The Truth About Marie is Toussaint's third novella, after Making Love and Running Away, to feature Marie and this narrator, her sometime lover. However, knowledge of the previous books is unnecessary to enjoy Marie, whose arresting first line establishes our nameless hero as louche, mendacious, and utterly enigmatic. “I realized that we had made love at the same time, Marie and I,” he recalls, “but not with each other.” Nor, in fact, with anyone else, as we’ll soon discover. Although Marie went to bed with a man, and the narrator went to bed with a woman (also named Marie), no actual sex took place—not due to restraint or delicacy on the part of the author or characters, but because in Toussaint’s fictional landscape, sexual consummation would break the spell that sustains his dizzyingly high-wire act, in the same way that we awake, joltingly, from a dream when we hit the ground falling.
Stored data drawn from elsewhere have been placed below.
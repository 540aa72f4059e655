//! Integration tests for the capture pipeline
//!
//! Tests the complete flow: WAV reading -> mu-law encoding -> RTP
//! packetization -> Ethernet/IPv4/UDP framing -> pcap file, then reads the
//! file back with a minimal pcap parser written here against the format.

use std::fs;
use std::path::Path;

use hound::{SampleFormat, WavSpec, WavWriter};
use pcapgen::{
    generate_capture, read_wav, write_capture_file, MetricsContext, PcapGenError, PipelineConfig,
    TailPolicy, Waveform,
};

/// One record parsed from a pcap file.
struct Record {
    ts_sec: u32,
    ts_usec: u32,
    data: Vec<u8>,
}

/// Minimal little-endian pcap reader.
fn parse_pcap(bytes: &[u8]) -> (Vec<u8>, Vec<Record>) {
    // ---
    assert!(bytes.len() >= 24, "missing global header");
    let header = bytes[..24].to_vec();

    let mut records = Vec::new();
    let mut pos = 24;
    while pos < bytes.len() {
        let field = |off: usize| u32::from_le_bytes(bytes[pos + off..pos + off + 4].try_into().unwrap());
        let ts_sec = field(0);
        let ts_usec = field(4);
        let incl_len = field(8) as usize;
        let orig_len = field(12) as usize;
        assert_eq!(incl_len, orig_len, "record truncated");

        pos += 16;
        assert!(pos + incl_len <= bytes.len(), "record body runs past end of file");
        records.push(Record {
            ts_sec,
            ts_usec,
            data: bytes[pos..pos + incl_len].to_vec(),
        });
        pos += incl_len;
    }

    (header, records)
}

fn be16(b: &[u8], off: usize) -> u16 {
    u16::from_be_bytes([b[off], b[off + 1]])
}

fn be32(b: &[u8], off: usize) -> u32 {
    u32::from_be_bytes([b[off], b[off + 1], b[off + 2], b[off + 3]])
}

/// RFC 1071 checksum verification: the header sums to 0xFFFF.
fn ipv4_header_valid(ip: &[u8]) -> bool {
    // ---
    let mut sum: u32 = ip.chunks(2).map(|w| u32::from(u16::from_be_bytes([w[0], w[1]]))).sum();
    while sum > 0xFFFF {
        sum = (sum & 0xFFFF) + (sum >> 16);
    }
    sum == 0xFFFF
}

/// Returns the UDP payload of an Ethernet/IPv4/UDP frame.
fn udp_payload(frame: &[u8]) -> &[u8] {
    // ---
    assert_eq!(be16(frame, 12), 0x0800, "not IPv4");
    let ihl = (frame[14] & 0x0F) as usize * 4;
    assert_eq!(frame[14 + 9], 17, "not UDP");
    let udp = &frame[14 + ihl..];
    let udp_len = be16(udp, 4) as usize;
    &udp[8..udp_len]
}

fn write_wav(path: &Path, sample_rate: u32, channels: u16, samples: &[i16]) {
    // ---
    let spec = WavSpec {
        channels,
        sample_rate,
        bits_per_sample: 16,
        sample_format: SampleFormat::Int,
    };
    let mut writer = WavWriter::create(path, spec).expect("create wav");
    for &s in samples {
        writer.write_sample(s).expect("write sample");
    }
    writer.finalize().expect("finalize wav");
}

fn metrics() -> MetricsContext {
    MetricsContext::new("test").expect("metrics init")
}

fn run(waveform: &Waveform, config: &PipelineConfig) -> Vec<u8> {
    // ---
    let mut out = Vec::new();
    generate_capture(waveform, config, &mut out, &metrics()).expect("pipeline run");
    out
}

/// Test the one-second silence scenario end to end
#[test]
fn test_one_second_of_silence() {
    // ---
    let waveform = Waveform::mono(vec![0.0; 8000], 8000).expect("valid waveform");
    let (header, records) = parse_pcap(&run(&waveform, &PipelineConfig::default()));

    assert_eq!(&header[0..4], &[0xd4, 0xc3, 0xb2, 0xa1]);
    assert_eq!(records.len(), 50);

    let first = udp_payload(&records[0].data);
    assert_eq!(be16(first, 2), 0);
    assert_eq!(be32(first, 4), 0);

    let last = udp_payload(&records[49].data);
    assert_eq!(be16(last, 2), 49);
    assert_eq!(be32(last, 4), 7840);

    // Silence encodes to 0xFF
    assert!(first[12..].iter().all(|&b| b == 0xFF));
}

/// Test that an empty waveform yields only the global header
#[test]
fn test_empty_waveform() {
    // ---
    let waveform = Waveform::mono(vec![], 8000).expect("valid waveform");
    let out = run(&waveform, &PipelineConfig::default());

    assert_eq!(out.len(), 24);
}

/// Test that 161 samples produce one packet
#[test]
fn test_trailing_sample_dropped() {
    // ---
    let samples: Vec<f32> = (0..161).map(|i| i as f32 / 161.0).collect();
    let waveform = Waveform::mono(samples.clone(), 8000).expect("valid waveform");
    let (_, records) = parse_pcap(&run(&waveform, &PipelineConfig::default()));

    assert_eq!(records.len(), 1);
    let payload = &udp_payload(&records[0].data)[12..];
    assert_eq!(payload, pcapgen::codec::encode(&samples[..160]).as_slice());
}

/// Test packet count for assorted lengths
#[test]
fn test_packet_count_is_floor_of_length() {
    // ---
    for n in [0usize, 1, 159, 160, 319, 320, 321, 1000] {
        let waveform = Waveform::mono(vec![0.25; n], 8000).expect("valid waveform");
        let (_, records) = parse_pcap(&run(&waveform, &PipelineConfig::default()));
        assert_eq!(records.len(), n / 160, "n = {n}");
    }
}

/// Test that 16 kHz input is rejected before anything is written
#[test]
fn test_wideband_input_rejected() {
    // ---
    let dir = tempfile::tempdir().expect("tempdir");
    let wav = dir.path().join("wideband.wav");
    write_wav(&wav, 16000, 1, &[0; 16000]);

    let err = read_wav(&wav).unwrap_err();
    let typed = err.downcast_ref::<PcapGenError>().expect("typed error");
    assert!(typed.is_invalid_input());
}

/// Test headers and checksums of every frame in a file-backed run
#[test]
fn test_file_round_trip_from_wav() {
    // ---
    let dir = tempfile::tempdir().expect("tempdir");
    let wav = dir.path().join("tone.wav");
    let pcap = dir.path().join("voice.pcap");

    // 440 Hz tone, 0.5 s, stereo with a silent right channel
    let mut samples = Vec::new();
    for i in 0..4000 {
        let v = (i as f32 * 2.0 * std::f32::consts::PI * 440.0 / 8000.0).sin();
        samples.push((v * 12000.0) as i16);
        samples.push(0);
    }
    write_wav(&wav, 8000, 2, &samples);

    let config = PipelineConfig {
        initial_sequence: 1000,
        ssrc: 0xCAFEBABE,
        start_time: 1_700_000_000,
        ..PipelineConfig::default()
    };
    let waveform = read_wav(&wav).expect("read wav");
    let summary = write_capture_file(&pcap, &waveform, &config, &metrics()).expect("write pcap");
    assert_eq!(summary.frames_written, 25);

    let bytes = fs::read(&pcap).expect("read pcap");
    assert_eq!(summary.bytes_written, bytes.len() as u64);

    let (header, records) = parse_pcap(&bytes);
    assert_eq!(u16::from_le_bytes([header[4], header[5]]), 2);
    assert_eq!(u16::from_le_bytes([header[6], header[7]]), 4);
    assert!(u32::from_le_bytes(header[16..20].try_into().unwrap()) >= 65535);
    assert_eq!(u32::from_le_bytes(header[20..24].try_into().unwrap()), 1);
    assert_eq!(records.len(), 25);

    let left: Vec<f32> = samples.iter().step_by(2).map(|&s| s as f32 / 32768.0).collect();
    let encoded = pcapgen::codec::encode(&left);

    let mut prev_ts = (0u32, 0u32);
    for (i, record) in records.iter().enumerate() {
        let frame = &record.data;

        // Ethernet
        assert_eq!(&frame[0..6], &[0x66, 0x77, 0x88, 0x99, 0xaa, 0xbb]);
        assert_eq!(&frame[6..12], &[0x00, 0x11, 0x22, 0x33, 0x44, 0x55]);

        // IPv4
        let ip = &frame[14..34];
        assert!(ipv4_header_valid(ip), "bad IPv4 checksum in frame {i}");
        assert_eq!(be16(ip, 2) as usize, frame.len() - 14);
        assert_eq!(&ip[12..16], &[127, 0, 0, 1]);
        assert_eq!(&ip[16..20], &[127, 0, 0, 1]);

        // UDP
        assert_eq!(be16(frame, 34), 4000);
        assert_eq!(be16(frame, 36), 4002);

        // RTP
        let rtp = udp_payload(frame);
        assert_eq!(rtp.len(), 12 + 160);
        assert_eq!(rtp[0], 0x80);
        assert_eq!(rtp[1], 0x00);
        assert_eq!(be16(rtp, 2), 1000 + i as u16);
        assert_eq!(be32(rtp, 4), i as u32 * 160);
        assert_eq!(be32(rtp, 8), 0xCAFEBABE);
        assert_eq!(&rtp[12..], &encoded[i * 160..(i + 1) * 160]);

        // Capture time
        let ts = (record.ts_sec, record.ts_usec);
        assert!(ts >= prev_ts, "timestamps went backwards at frame {i}");
        assert!(record.ts_usec < 1_000_000);
        prev_ts = ts;
    }

    assert_eq!((records[0].ts_sec, records[0].ts_usec), (1_700_000_000, 0));
    assert_eq!((records[24].ts_sec, records[24].ts_usec), (1_700_000_000, 480_000));
}

/// Test sequence wraparound through a full file
#[test]
fn test_sequence_wraps_in_capture() {
    // ---
    let config = PipelineConfig {
        initial_sequence: 65535,
        ..PipelineConfig::default()
    };
    let waveform = Waveform::mono(vec![0.0; 480], 8000).expect("valid waveform");
    let (_, records) = parse_pcap(&run(&waveform, &config));

    let seqs: Vec<u16> = records.iter().map(|r| be16(udp_payload(&r.data), 2)).collect();
    assert_eq!(seqs, vec![65535, 0, 1]);
}

/// Test the padding tail policy end to end
#[test]
fn test_pad_tail_policy() {
    // ---
    let config = PipelineConfig {
        tail_policy: TailPolicy::PadWithSilence,
        ..PipelineConfig::default()
    };
    let waveform = Waveform::mono(vec![-1.0; 161], 8000).expect("valid waveform");
    let (_, records) = parse_pcap(&run(&waveform, &config));

    assert_eq!(records.len(), 2);
    let tail = &udp_payload(&records[1].data)[12..];
    assert_eq!(tail[0], 0x00);
    assert!(tail[1..].iter().all(|&b| b == 0xFF));
}

/// Test that a config file drives the header values
#[test]
fn test_config_file_applies_to_frames() {
    // ---
    let dir = tempfile::tempdir().expect("tempdir");
    let cfg_path = dir.path().join("pcapgen.toml");
    fs::write(
        &cfg_path,
        "src_ip = \"10.1.1.1\"\ndst_ip = \"10.2.2.2\"\nsrc_port = 7000\ndst_port = 7002\nip_ttl = 32\n",
    )
    .expect("write config");

    let config = PipelineConfig::load(&cfg_path).expect("load config");
    let waveform = Waveform::mono(vec![0.0; 160], 8000).expect("valid waveform");
    let (_, records) = parse_pcap(&run(&waveform, &config));

    let frame = &records[0].data;
    let ip = &frame[14..34];
    assert!(ipv4_header_valid(ip));
    assert_eq!(ip[8], 32);
    assert_eq!(&ip[12..16], &[10, 1, 1, 1]);
    assert_eq!(&ip[16..20], &[10, 2, 2, 2]);
    assert_eq!(be16(frame, 34), 7000);
    assert_eq!(be16(frame, 36), 7002);
}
The seductive dream-logic pervading Marie—which begins with the narrator being summoned, in the early hours of the morning, to the Paris apartment of his ex-girlfriend, the titular Marie, because a man named Jean-Christoph de G. has died there—enables Toussaint to ignore every convention of storytelling and to not only get away with it, but also to expose, ultimately, those defied expectations as fundamental to his narrative intentions. Crucially, the book’s first person narrator is both classically unreliable and magically omniscient, able to describe in intricate detail events, such as those leading up to the death of Jean-Christoph, that took place when he wasn’t present. He explains:

No, I wasn’t there that night, but I’d followed Marie in thought with the same emotional intensity as if I had been, as in a performance executed without me, not from which I am absent, but in which only my senses participate, as in dreams, where each figure is no more than an expression of one’s self, recreated through the prism of our own subjectivity, sprung from our own sensibility, our intelligence and fantasies.
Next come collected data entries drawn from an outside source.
//! CLI-related shared utilities.

mod color;

pub use color::ColorWhen;
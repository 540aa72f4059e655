//! Observability utilities (metrics + tracing).

mod metrics;
mod tracing;

pub use metrics::MetricsContext;
pub use tracing::init_tracing;
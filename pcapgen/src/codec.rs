//! G.711 mu-law (PCMU) style companding.
//!
//! The law used here is a simplified logarithmic form:
//!
//! ```text
//! s    = clip(x * 32768, -32768, 32767)
//! mag  = min(floor(128 * ln(1 + |s|) / ln(1 + 32635)), 127)
//! code = !(sign | mag)
//! ```
//!
//! It has no bias term and no segment table, so codes differ from a
//! canonical ITU-T G.711 encoder. Do not swap in the standard algorithm
//! without regenerating fixtures.
//!
//! Below |s| = 32635 the codes are identical to the legacy capture script.
//! At and above it (267 of the 65536 16-bit inputs) that script let the
//! magnitude reach 128 and spill into the sign bit, encoding both full-scale
//! polarities as 0x7F. Here the magnitude saturates at 127, so +1.0 encodes
//! as 0x80 and -1.0 as 0x00.

/// Codec sample rate (narrowband telephony)
pub const SAMPLE_RATE: u32 = 8000;

/// Frame duration in milliseconds
pub const FRAME_DURATION_MS: usize = 20;

/// Samples per frame (20ms at 8kHz)
pub const SAMPLES_PER_FRAME: usize = (SAMPLE_RATE as usize * FRAME_DURATION_MS) / 1000;

/// Code emitted for a zero sample.
pub const MULAW_SILENCE: u8 = 0xFF;

/// Magnitude at which the logarithmic curve reaches full scale.
const MULAW_CLIP: f64 = 32635.0;

const MAGNITUDE_MAX: u8 = 0x7F;
const SIGN_BIT: u8 = 0x80;

/// Compands one normalized sample into an 8-bit code.
///
/// Values beyond +/-1.0 clip to the same code as +/-1.0. `NaN` encodes
/// like silence.
pub fn encode_sample(sample: f32) -> u8 {
    // ---
    let s = (f64::from(sample) * 32768.0).clamp(-32768.0, 32767.0);

    let sign = if s < 0.0 { SIGN_BIT } else { 0x00 };

    // `as` saturates and maps NaN to 0
    let mag = (128.0 * s.abs().ln_1p() / MULAW_CLIP.ln_1p()) as u8;
    let mag = mag.min(MAGNITUDE_MAX);

    !(sign | mag)
}

/// Compands a whole waveform, one code per sample.
pub fn encode(samples: &[f32]) -> Vec<u8> {
    // ---
    samples.iter().copied().map(encode_sample).collect()
}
He attributes such ace ventriloquism to his knowing Marie so very well—“I knew her instinctively, my knowledge of her was innate, natural, I possessed absolute intelligence regarding the details of her life: I knew the truth about Marie.” (We can scarcely say the same. Admittedly, we know more about Marie than we do about the narrator, who doesn’t share even basic biographical information. Still, as a character she remains, doubtless according to Toussaint’s purpose, a hazy apparition, a slippery manifestation of the crazy=sexy cliché.) When it comes to other people, like the late Jean-Christophe, the narrator concedes that his inferences and reconstructions are fallible. Presumably, this disclaimer applies to his startlingly surreal account of Jean-Christophe’s international transportation of his racehorse, Zahir, an animal whose subjectivity is nevertheless conveyed, and done so terribly convincingly and movingly.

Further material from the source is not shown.